Top of Data extract

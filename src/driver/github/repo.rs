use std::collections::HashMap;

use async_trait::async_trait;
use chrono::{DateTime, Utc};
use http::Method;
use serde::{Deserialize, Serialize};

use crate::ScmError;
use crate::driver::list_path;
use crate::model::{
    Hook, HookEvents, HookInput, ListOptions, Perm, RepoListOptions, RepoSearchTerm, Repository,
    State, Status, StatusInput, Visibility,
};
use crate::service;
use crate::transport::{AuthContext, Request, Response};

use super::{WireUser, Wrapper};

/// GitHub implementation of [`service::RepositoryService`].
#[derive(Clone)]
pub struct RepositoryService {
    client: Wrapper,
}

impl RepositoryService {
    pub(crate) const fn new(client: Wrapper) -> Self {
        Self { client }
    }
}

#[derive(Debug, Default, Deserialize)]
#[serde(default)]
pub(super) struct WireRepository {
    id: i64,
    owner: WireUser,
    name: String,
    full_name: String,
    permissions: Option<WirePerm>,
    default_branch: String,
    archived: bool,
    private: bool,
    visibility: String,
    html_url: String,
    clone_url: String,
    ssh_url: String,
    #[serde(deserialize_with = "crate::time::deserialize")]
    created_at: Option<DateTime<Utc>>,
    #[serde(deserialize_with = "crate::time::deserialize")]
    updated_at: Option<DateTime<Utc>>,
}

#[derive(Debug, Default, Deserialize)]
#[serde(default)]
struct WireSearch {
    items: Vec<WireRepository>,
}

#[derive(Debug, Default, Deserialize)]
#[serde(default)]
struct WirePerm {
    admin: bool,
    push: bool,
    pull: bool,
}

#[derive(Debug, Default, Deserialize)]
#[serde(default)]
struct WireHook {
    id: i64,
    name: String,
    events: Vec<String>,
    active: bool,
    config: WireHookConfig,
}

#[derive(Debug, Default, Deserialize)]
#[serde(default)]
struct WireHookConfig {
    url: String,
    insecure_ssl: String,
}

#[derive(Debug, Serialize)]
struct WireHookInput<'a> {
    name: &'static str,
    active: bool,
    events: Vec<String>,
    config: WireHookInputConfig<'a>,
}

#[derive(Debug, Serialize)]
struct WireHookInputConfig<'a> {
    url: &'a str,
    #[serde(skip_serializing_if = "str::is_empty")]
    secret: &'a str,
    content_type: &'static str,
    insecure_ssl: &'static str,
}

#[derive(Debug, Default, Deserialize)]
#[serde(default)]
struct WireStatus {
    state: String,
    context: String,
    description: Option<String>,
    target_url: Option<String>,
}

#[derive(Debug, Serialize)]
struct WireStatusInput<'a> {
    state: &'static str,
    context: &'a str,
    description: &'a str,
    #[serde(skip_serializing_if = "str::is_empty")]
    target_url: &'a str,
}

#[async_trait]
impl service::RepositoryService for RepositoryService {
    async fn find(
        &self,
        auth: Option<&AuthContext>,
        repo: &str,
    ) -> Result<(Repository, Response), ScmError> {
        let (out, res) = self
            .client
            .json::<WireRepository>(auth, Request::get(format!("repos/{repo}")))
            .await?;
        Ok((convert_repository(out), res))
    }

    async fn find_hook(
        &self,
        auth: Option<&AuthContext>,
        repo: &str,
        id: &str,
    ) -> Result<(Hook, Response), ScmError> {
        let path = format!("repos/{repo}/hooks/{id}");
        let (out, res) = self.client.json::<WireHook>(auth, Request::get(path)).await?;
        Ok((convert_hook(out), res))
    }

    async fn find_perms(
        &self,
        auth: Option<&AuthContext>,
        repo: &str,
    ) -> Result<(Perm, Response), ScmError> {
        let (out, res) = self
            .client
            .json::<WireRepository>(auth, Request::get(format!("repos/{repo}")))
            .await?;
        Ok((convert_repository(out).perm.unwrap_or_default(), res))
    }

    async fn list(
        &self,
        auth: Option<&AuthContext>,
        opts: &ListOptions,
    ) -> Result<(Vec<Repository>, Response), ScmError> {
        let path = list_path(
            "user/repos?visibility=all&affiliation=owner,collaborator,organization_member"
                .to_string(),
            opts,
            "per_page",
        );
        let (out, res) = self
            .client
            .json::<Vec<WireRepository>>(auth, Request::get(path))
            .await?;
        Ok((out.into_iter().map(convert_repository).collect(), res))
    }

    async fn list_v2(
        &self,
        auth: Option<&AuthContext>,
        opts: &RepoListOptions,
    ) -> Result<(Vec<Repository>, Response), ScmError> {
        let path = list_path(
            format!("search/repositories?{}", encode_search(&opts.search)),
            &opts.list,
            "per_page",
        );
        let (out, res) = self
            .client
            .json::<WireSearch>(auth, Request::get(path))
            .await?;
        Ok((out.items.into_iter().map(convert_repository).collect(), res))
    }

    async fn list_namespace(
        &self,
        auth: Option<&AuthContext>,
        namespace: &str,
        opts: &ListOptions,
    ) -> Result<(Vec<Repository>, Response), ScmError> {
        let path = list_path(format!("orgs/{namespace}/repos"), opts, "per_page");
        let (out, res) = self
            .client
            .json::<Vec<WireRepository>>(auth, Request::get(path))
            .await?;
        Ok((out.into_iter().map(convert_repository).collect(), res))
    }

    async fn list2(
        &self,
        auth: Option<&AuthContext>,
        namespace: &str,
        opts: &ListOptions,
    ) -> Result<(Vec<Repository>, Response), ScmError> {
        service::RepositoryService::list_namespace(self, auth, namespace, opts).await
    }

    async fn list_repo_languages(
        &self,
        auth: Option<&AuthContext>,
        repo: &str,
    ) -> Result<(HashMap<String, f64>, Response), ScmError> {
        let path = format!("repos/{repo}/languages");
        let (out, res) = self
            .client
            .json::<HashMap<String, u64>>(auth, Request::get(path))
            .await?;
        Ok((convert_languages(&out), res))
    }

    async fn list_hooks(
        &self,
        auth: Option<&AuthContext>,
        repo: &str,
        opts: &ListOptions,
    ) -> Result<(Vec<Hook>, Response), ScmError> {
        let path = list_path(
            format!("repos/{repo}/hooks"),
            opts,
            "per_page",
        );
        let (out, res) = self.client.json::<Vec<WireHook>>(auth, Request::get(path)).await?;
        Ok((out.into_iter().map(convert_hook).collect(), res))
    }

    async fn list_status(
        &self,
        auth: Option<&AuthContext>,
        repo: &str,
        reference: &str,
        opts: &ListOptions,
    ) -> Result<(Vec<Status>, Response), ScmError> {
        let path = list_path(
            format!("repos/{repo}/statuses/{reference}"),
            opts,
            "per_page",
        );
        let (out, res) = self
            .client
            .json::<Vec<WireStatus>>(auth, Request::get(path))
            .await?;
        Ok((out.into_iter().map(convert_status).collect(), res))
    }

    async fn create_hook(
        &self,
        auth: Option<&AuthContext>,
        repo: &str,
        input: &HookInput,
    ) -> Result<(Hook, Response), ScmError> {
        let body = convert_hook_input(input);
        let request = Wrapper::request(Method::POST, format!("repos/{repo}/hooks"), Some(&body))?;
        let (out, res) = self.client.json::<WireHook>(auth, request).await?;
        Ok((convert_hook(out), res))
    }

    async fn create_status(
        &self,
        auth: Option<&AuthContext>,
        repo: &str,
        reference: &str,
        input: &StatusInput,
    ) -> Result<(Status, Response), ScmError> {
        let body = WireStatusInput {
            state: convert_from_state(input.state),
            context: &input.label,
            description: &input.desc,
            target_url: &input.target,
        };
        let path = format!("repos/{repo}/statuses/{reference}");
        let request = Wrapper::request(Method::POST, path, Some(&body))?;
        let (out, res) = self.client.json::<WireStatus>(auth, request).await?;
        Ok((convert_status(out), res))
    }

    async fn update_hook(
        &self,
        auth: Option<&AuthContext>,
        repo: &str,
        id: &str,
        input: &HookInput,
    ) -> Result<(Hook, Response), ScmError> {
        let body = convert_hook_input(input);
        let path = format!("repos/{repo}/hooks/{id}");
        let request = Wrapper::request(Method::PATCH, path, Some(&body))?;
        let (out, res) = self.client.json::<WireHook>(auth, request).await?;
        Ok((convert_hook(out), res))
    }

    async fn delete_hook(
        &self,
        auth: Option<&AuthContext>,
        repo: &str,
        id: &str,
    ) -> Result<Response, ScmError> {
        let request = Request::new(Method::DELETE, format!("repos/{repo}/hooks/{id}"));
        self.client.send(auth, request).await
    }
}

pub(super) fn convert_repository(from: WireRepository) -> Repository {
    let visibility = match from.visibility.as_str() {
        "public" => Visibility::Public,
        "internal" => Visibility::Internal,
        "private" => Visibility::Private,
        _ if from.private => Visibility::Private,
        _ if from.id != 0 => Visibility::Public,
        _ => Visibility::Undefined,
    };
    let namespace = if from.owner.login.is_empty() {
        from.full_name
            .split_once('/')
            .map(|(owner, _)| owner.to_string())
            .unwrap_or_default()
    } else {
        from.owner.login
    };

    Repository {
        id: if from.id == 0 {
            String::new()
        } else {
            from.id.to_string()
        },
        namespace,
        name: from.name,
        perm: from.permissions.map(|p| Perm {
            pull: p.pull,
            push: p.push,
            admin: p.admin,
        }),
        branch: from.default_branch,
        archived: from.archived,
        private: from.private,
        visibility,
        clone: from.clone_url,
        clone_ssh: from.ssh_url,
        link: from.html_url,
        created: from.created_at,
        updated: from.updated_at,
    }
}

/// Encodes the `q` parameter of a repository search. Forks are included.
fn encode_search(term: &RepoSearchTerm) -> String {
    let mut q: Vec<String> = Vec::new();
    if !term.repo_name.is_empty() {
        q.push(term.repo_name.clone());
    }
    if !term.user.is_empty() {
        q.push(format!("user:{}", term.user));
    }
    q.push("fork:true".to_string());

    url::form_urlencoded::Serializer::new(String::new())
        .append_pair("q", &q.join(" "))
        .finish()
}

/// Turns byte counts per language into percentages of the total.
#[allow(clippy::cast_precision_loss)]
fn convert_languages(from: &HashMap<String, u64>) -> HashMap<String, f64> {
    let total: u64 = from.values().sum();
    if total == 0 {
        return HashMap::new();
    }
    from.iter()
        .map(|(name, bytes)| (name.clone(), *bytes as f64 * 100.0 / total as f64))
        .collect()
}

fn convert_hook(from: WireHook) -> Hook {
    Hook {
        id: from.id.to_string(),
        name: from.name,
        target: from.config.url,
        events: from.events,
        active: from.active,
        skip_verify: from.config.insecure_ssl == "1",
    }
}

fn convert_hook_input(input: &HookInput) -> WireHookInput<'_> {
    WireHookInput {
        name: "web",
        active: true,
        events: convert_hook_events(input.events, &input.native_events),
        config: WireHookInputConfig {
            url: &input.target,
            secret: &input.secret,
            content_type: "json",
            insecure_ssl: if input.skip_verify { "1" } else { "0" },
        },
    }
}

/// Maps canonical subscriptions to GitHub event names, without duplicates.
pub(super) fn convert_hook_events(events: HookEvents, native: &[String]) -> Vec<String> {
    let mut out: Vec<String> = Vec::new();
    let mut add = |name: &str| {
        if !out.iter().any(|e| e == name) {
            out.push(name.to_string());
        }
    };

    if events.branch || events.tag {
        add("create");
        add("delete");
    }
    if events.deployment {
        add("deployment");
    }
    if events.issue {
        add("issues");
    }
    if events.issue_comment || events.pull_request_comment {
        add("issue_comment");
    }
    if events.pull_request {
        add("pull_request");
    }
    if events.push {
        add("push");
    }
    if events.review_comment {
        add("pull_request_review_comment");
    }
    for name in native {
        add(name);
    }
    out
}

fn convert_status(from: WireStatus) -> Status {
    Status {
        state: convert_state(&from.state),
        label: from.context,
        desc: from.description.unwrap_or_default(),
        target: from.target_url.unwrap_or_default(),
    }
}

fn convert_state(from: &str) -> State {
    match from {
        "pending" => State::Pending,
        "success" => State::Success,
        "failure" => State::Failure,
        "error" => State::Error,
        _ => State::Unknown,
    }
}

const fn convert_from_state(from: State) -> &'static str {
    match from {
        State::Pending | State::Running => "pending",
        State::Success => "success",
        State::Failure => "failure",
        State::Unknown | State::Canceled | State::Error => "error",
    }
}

Bottom of Data extract
Top of Data extract

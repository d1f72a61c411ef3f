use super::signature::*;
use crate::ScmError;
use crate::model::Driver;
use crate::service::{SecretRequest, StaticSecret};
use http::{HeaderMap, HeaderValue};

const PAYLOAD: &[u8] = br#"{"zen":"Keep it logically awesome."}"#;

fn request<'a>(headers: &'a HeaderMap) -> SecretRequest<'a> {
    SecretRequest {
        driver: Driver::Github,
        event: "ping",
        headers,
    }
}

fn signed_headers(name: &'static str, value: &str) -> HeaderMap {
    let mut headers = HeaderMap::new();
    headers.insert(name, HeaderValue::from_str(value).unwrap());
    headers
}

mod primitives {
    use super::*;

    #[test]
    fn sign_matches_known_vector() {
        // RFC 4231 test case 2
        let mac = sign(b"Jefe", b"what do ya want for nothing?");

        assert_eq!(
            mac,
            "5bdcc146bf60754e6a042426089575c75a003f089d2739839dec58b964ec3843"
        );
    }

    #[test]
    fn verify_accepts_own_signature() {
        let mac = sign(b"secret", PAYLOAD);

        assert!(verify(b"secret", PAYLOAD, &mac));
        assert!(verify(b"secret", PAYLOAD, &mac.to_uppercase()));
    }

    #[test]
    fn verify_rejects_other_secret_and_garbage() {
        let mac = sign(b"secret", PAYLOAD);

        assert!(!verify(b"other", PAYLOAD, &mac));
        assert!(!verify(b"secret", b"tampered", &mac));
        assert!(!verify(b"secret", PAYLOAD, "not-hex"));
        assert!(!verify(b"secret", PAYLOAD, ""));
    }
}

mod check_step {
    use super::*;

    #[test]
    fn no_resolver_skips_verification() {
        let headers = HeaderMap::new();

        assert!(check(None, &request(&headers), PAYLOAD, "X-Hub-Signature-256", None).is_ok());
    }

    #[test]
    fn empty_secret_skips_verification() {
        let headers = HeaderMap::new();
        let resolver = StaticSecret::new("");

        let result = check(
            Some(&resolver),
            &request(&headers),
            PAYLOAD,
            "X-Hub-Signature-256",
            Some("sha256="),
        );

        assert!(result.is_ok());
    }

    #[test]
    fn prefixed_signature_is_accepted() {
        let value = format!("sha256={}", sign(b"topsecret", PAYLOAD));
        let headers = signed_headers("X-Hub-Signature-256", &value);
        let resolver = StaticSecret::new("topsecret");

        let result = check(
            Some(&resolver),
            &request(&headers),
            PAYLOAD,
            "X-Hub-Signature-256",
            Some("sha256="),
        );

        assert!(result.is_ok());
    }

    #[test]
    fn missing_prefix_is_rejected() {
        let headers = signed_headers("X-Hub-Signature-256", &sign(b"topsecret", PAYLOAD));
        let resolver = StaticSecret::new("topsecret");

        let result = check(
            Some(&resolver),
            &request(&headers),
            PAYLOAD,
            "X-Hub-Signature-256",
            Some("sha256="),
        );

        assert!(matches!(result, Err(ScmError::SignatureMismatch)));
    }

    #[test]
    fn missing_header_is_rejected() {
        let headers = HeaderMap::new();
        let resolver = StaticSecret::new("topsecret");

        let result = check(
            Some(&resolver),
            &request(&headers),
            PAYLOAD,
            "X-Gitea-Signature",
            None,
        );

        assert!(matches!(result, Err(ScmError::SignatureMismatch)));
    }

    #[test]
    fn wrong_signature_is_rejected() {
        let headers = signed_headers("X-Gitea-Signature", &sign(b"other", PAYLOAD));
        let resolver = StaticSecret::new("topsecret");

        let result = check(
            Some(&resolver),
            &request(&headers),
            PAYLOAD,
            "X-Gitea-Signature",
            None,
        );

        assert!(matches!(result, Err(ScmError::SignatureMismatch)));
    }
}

Bottom of Data extract
Top of Data extract

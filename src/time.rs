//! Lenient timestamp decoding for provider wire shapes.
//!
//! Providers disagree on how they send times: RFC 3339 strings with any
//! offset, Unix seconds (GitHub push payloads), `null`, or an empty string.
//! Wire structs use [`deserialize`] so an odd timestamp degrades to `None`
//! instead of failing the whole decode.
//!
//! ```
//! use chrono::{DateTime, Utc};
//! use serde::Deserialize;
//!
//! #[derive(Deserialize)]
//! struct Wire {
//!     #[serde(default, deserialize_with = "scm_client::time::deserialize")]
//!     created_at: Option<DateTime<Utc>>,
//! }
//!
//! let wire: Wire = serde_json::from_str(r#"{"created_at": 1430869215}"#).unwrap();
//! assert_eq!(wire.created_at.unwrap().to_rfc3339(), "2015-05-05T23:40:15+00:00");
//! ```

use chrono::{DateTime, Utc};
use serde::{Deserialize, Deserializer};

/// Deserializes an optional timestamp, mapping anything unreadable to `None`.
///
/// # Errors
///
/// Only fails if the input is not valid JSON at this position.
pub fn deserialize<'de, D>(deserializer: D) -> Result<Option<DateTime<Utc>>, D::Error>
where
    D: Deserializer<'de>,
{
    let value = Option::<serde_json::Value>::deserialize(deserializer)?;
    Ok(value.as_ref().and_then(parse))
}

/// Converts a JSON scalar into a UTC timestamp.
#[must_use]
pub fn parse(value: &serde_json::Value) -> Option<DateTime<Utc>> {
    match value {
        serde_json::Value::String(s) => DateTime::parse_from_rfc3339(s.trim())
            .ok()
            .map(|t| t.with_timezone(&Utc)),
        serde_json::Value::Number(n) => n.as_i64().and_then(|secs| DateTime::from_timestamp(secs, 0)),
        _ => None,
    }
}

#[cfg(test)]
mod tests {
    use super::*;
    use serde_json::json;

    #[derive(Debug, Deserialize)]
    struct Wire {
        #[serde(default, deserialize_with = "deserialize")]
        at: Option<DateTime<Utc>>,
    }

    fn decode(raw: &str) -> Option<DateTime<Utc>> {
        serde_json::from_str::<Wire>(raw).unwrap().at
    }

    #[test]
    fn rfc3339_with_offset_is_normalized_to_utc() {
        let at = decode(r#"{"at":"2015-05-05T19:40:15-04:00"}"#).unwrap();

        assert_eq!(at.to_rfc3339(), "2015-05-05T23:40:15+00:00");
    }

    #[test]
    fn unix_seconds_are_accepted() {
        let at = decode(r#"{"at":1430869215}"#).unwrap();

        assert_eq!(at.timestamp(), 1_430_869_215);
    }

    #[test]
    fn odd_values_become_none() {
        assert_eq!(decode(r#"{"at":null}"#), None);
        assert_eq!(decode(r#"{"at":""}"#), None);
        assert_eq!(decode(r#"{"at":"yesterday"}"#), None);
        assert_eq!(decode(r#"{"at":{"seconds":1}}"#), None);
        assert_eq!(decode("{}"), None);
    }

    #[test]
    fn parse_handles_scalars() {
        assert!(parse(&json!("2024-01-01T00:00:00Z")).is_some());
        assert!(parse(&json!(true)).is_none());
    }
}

Bottom of Data extract

Work order: Work through the material above and count the lines that contain the word "HashMap". Only the number is to be given.

The answer: 5